The task » These entries must be printed again exactly as they are.

[[ Available records, beginning ]]

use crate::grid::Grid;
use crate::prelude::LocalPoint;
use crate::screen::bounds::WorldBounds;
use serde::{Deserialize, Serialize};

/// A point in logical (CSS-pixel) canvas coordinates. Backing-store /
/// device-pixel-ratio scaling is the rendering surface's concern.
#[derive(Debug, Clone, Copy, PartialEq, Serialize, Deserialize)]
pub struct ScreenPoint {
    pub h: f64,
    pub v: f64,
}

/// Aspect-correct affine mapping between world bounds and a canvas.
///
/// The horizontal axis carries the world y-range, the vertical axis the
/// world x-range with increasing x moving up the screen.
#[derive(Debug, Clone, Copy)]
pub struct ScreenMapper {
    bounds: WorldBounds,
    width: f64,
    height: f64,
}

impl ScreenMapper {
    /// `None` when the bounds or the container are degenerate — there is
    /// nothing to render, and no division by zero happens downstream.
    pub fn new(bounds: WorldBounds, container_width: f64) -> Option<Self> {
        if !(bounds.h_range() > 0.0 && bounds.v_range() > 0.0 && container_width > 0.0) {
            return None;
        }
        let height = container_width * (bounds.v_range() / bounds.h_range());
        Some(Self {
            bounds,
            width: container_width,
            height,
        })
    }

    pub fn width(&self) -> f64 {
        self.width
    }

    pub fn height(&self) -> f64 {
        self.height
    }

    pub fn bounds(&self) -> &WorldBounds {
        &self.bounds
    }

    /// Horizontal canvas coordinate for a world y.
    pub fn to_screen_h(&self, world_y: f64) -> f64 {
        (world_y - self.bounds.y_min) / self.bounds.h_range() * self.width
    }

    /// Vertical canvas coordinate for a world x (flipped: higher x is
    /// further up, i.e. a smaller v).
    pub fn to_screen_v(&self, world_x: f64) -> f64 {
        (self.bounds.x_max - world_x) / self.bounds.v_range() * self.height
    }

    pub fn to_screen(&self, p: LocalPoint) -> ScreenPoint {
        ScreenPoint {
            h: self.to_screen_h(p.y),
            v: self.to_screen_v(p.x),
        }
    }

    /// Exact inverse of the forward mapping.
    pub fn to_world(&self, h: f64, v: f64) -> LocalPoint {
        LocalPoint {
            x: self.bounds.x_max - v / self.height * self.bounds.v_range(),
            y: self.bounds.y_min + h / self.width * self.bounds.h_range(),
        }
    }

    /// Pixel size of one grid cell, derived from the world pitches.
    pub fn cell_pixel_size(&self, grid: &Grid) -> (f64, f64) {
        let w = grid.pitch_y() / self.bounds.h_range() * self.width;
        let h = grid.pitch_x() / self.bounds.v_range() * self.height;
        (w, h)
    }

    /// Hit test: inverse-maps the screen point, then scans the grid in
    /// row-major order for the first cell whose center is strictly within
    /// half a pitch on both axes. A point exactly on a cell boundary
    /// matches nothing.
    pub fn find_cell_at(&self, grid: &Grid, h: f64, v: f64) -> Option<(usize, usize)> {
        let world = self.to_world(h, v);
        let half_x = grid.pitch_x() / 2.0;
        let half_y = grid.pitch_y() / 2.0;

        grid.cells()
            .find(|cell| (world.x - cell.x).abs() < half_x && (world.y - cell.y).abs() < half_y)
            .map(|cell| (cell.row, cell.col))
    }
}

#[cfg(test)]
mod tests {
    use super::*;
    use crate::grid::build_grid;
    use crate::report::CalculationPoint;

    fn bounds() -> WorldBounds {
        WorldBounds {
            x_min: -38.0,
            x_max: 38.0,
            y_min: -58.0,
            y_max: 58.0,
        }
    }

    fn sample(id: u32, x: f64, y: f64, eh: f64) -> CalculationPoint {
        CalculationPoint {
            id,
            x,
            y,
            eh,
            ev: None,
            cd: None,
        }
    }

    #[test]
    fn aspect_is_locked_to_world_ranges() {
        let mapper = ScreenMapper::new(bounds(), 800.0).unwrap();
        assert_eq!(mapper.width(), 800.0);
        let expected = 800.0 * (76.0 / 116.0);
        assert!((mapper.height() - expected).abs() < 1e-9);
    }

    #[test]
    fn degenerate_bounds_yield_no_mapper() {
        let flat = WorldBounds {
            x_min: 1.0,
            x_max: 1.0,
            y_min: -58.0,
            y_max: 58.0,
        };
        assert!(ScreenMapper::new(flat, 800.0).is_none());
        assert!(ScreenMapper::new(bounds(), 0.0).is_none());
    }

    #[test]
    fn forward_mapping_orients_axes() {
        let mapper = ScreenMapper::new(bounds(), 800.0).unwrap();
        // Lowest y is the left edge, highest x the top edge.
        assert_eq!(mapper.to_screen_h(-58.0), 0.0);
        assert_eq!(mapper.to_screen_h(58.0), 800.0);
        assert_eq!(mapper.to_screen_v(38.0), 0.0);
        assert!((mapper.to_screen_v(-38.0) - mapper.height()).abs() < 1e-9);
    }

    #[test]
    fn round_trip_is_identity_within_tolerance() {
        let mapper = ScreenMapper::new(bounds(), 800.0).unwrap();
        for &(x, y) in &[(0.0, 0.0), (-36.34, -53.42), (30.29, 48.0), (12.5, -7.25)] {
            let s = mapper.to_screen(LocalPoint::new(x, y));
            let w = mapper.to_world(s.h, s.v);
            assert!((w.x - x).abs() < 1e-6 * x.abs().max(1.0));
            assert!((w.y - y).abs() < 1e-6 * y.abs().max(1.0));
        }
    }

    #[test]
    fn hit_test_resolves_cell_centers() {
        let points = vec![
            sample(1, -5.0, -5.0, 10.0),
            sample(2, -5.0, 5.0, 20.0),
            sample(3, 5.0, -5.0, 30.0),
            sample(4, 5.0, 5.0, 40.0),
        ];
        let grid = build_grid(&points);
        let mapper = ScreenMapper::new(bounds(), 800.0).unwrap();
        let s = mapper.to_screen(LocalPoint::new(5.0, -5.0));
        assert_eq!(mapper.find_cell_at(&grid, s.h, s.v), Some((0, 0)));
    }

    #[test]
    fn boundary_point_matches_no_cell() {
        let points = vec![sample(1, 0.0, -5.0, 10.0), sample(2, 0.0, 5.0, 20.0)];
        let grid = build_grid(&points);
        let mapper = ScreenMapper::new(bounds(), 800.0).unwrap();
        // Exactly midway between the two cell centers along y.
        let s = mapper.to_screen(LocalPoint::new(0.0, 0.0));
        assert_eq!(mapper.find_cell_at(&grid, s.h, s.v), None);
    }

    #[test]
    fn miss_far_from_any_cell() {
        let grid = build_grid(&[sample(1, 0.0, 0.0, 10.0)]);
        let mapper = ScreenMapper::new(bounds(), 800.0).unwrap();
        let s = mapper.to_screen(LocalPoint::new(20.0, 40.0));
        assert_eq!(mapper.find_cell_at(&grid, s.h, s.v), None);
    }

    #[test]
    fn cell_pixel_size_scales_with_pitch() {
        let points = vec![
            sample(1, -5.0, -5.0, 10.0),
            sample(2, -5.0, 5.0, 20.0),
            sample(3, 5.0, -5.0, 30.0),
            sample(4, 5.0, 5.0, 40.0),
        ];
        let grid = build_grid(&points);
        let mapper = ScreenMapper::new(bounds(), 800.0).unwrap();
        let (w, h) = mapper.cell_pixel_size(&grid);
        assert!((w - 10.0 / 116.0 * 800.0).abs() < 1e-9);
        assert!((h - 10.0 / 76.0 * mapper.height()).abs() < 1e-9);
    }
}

[[ Available records, end ]]

Answer to the problem »
use crate::grid::Grid;
use crate::prelude::LocalPoint;
use crate::screen::bounds::WorldBounds;
use serde::{Deserialize, Serialize};

/// A point in logical (CSS-pixel) canvas coordinates. Backing-store /
/// device-pixel-ratio scaling is the rendering surface's concern.
#[derive(Debug, Clone, Copy, PartialEq, Serialize, Deserialize)]
pub struct ScreenPoint {
    pub h: f64,
    pub v: f64,
}

/// Aspect-correct affine mapping between world bounds and a canvas.
///
/// The horizontal axis carries the world y-range, the vertical axis the
/// world x-range with increasing x moving up the screen.
#[derive(Debug, Clone, Copy)]
pub struct ScreenMapper {
    bounds: WorldBounds,
    width: f64,
    height: f64,
}

impl ScreenMapper {
    /// `None` when the bounds or the container are degenerate — there is
    /// nothing to render, and no division by zero happens downstream.
    pub fn new(bounds: WorldBounds, container_width: f64) -> Option<Self> {
        if !(bounds.h_range() > 0.0 && bounds.v_range() > 0.0 && container_width > 0.0) {
            return None;
        }
        let height = container_width * (bounds.v_range() / bounds.h_range());
        Some(Self {
            bounds,
            width: container_width,
            height,
        })
    }

    pub fn width(&self) -> f64 {
        self.width
    }

    pub fn height(&self) -> f64 {
        self.height
    }

    pub fn bounds(&self) -> &WorldBounds {
        &self.bounds
    }

    /// Horizontal canvas coordinate for a world y.
    pub fn to_screen_h(&self, world_y: f64) -> f64 {
        (world_y - self.bounds.y_min) / self.bounds.h_range() * self.width
    }

    /// Vertical canvas coordinate for a world x (flipped: higher x is
    /// further up, i.e. a smaller v).
    pub fn to_screen_v(&self, world_x: f64) -> f64 {
        (self.bounds.x_max - world_x) / self.bounds.v_range() * self.height
    }

    pub fn to_screen(&self, p: LocalPoint) -> ScreenPoint {
        ScreenPoint {
            h: self.to_screen_h(p.y),
            v: self.to_screen_v(p.x),
        }
    }

    /// Exact inverse of the forward mapping.
    pub fn to_world(&self, h: f64, v: f64) -> LocalPoint {
        LocalPoint {
            x: self.bounds.x_max - v / self.height * self.bounds.v_range(),
            y: self.bounds.y_min + h / self.width * self.bounds.h_range(),
        }
    }

    /// Pixel size of one grid cell, derived from the world pitches.
    pub fn cell_pixel_size(&self, grid: &Grid) -> (f64, f64) {
        let w = grid.pitch_y() / self.bounds.h_range() * self.width;
        let h = grid.pitch_x() / self.bounds.v_range() * self.height;
        (w, h)
    }

    /// Hit test: inverse-maps the screen point, then scans the grid in
    /// row-major order for the first cell whose center is strictly within
    /// half a pitch on both axes. A point exactly on a cell boundary
    /// matches nothing.
    pub fn find_cell_at(&self, grid: &Grid, h: f64, v: f64) -> Option<(usize, usize)> {
        let world = self.to_world(h, v);
        let half_x = grid.pitch_x() / 2.0;
        let half_y = grid.pitch_y() / 2.0;

        grid.cells()
            .find(|cell| (world.x - cell.x).abs() < half_x && (world.y - cell.y).abs() < half_y)
            .map(|cell| (cell.row, cell.col))
    }
}

#[cfg(test)]
mod tests {
    use super::*;
    use crate::grid::build_grid;
    use crate::report::CalculationPoint;

    fn bounds() -> WorldBounds {
        WorldBounds {
            x_min: -38.0,
            x_max: 38.0,
            y_min: -58.0,
            y_max: 58.0,
        }
    }

    fn sample(id: u32, x: f64, y: f64, eh: f64) -> CalculationPoint {
        CalculationPoint {
            id,
            x,
            y,
            eh,
            ev: None,
            cd: None,
        }
    }

    #[test]
    fn aspect_is_locked_to_world_ranges() {
        let mapper = ScreenMapper::new(bounds(), 800.0).unwrap();
        assert_eq!(mapper.width(), 800.0);
        let expected = 800.0 * (76.0 / 116.0);
        assert!((mapper.height() - expected).abs() < 1e-9);
    }

    #[test]
    fn degenerate_bounds_yield_no_mapper() {
        let flat = WorldBounds {
            x_min: 1.0,
            x_max: 1.0,
            y_min: -58.0,
            y_max: 58.0,
        };
        assert!(ScreenMapper::new(flat, 800.0).is_none());
        assert!(ScreenMapper::new(bounds(), 0.0).is_none());
    }

    #[test]
    fn forward_mapping_orients_axes() {
        let mapper = ScreenMapper::new(bounds(), 800.0).unwrap();
        // Lowest y is the left edge, highest x the top edge.
        assert_eq!(mapper.to_screen_h(-58.0), 0.0);
        assert_eq!(mapper.to_screen_h(58.0), 800.0);
        assert_eq!(mapper.to_screen_v(38.0), 0.0);
        assert!((mapper.to_screen_v(-38.0) - mapper.height()).abs() < 1e-9);
    }

    #[test]
    fn round_trip_is_identity_within_tolerance() {
        let mapper = ScreenMapper::new(bounds(), 800.0).unwrap();
        for &(x, y) in &[(0.0, 0.0), (-36.34, -53.42), (30.29, 48.0), (12.5, -7.25)] {
            let s = mapper.to_screen(LocalPoint::new(x, y));
            let w = mapper.to_world(s.h, s.v);
            assert!((w.x - x).abs() < 1e-6 * x.abs().max(1.0));
            assert!((w.y - y).abs() < 1e-6 * y.abs().max(1.0));
        }
    }

    #[test]
    fn hit_test_resolves_cell_centers() {
        let points = vec![
            sample(1, -5.0, -5.0, 10.0),
            sample(2, -5.0, 5.0, 20.0),
            sample(3, 5.0, -5.0, 30.0),
            sample(4, 5.0, 5.0, 40.0),
        ];
        let grid = build_grid(&points);
        let mapper = ScreenMapper::new(bounds(), 800.0).unwrap();
        let s = mapper.to_screen(LocalPoint::new(5.0, -5.0));
        assert_eq!(mapper.find_cell_at(&grid, s.h, s.v), Some((0, 0)));
    }

    #[test]
    fn boundary_point_matches_no_cell() {
        let points = vec![sample(1, 0.0, -5.0, 10.0), sample(2, 0.0, 5.0, 20.0)];
        let grid = build_grid(&points);
        let mapper = ScreenMapper::new(bounds(), 800.0).unwrap();
        // Exactly midway between the two cell centers along y.
        let s = mapper.to_screen(LocalPoint::new(0.0, 0.0));
        assert_eq!(mapper.find_cell_at(&grid, s.h, s.v), None);
    }

    #[test]
    fn miss_far_from_any_cell() {
        let grid = build_grid(&[sample(1, 0.0, 0.0, 10.0)]);
        let mapper = ScreenMapper::new(bounds(), 800.0).unwrap();
        let s = mapper.to_screen(LocalPoint::new(20.0, 40.0));
        assert_eq!(mapper.find_cell_at(&grid, s.h, s.v), None);
    }

    #[test]
    fn cell_pixel_size_scales_with_pitch() {
        let points = vec![
            sample(1, -5.0, -5.0, 10.0),
            sample(2, -5.0, 5.0, 20.0),
            sample(3, 5.0, -5.0, 30.0),
            sample(4, 5.0, 5.0, 40.0),
        ];
        let grid = build_grid(&points);
        let mapper = ScreenMapper::new(bounds(), 800.0).unwrap();
        let (w, h) = mapper.cell_pixel_size(&grid);
        assert!((w - 10.0 / 116.0 * 800.0).abs() < 1e-9);
        assert!((h - 10.0 / 76.0 * mapper.height()).abs() < 1e-9);
    }
}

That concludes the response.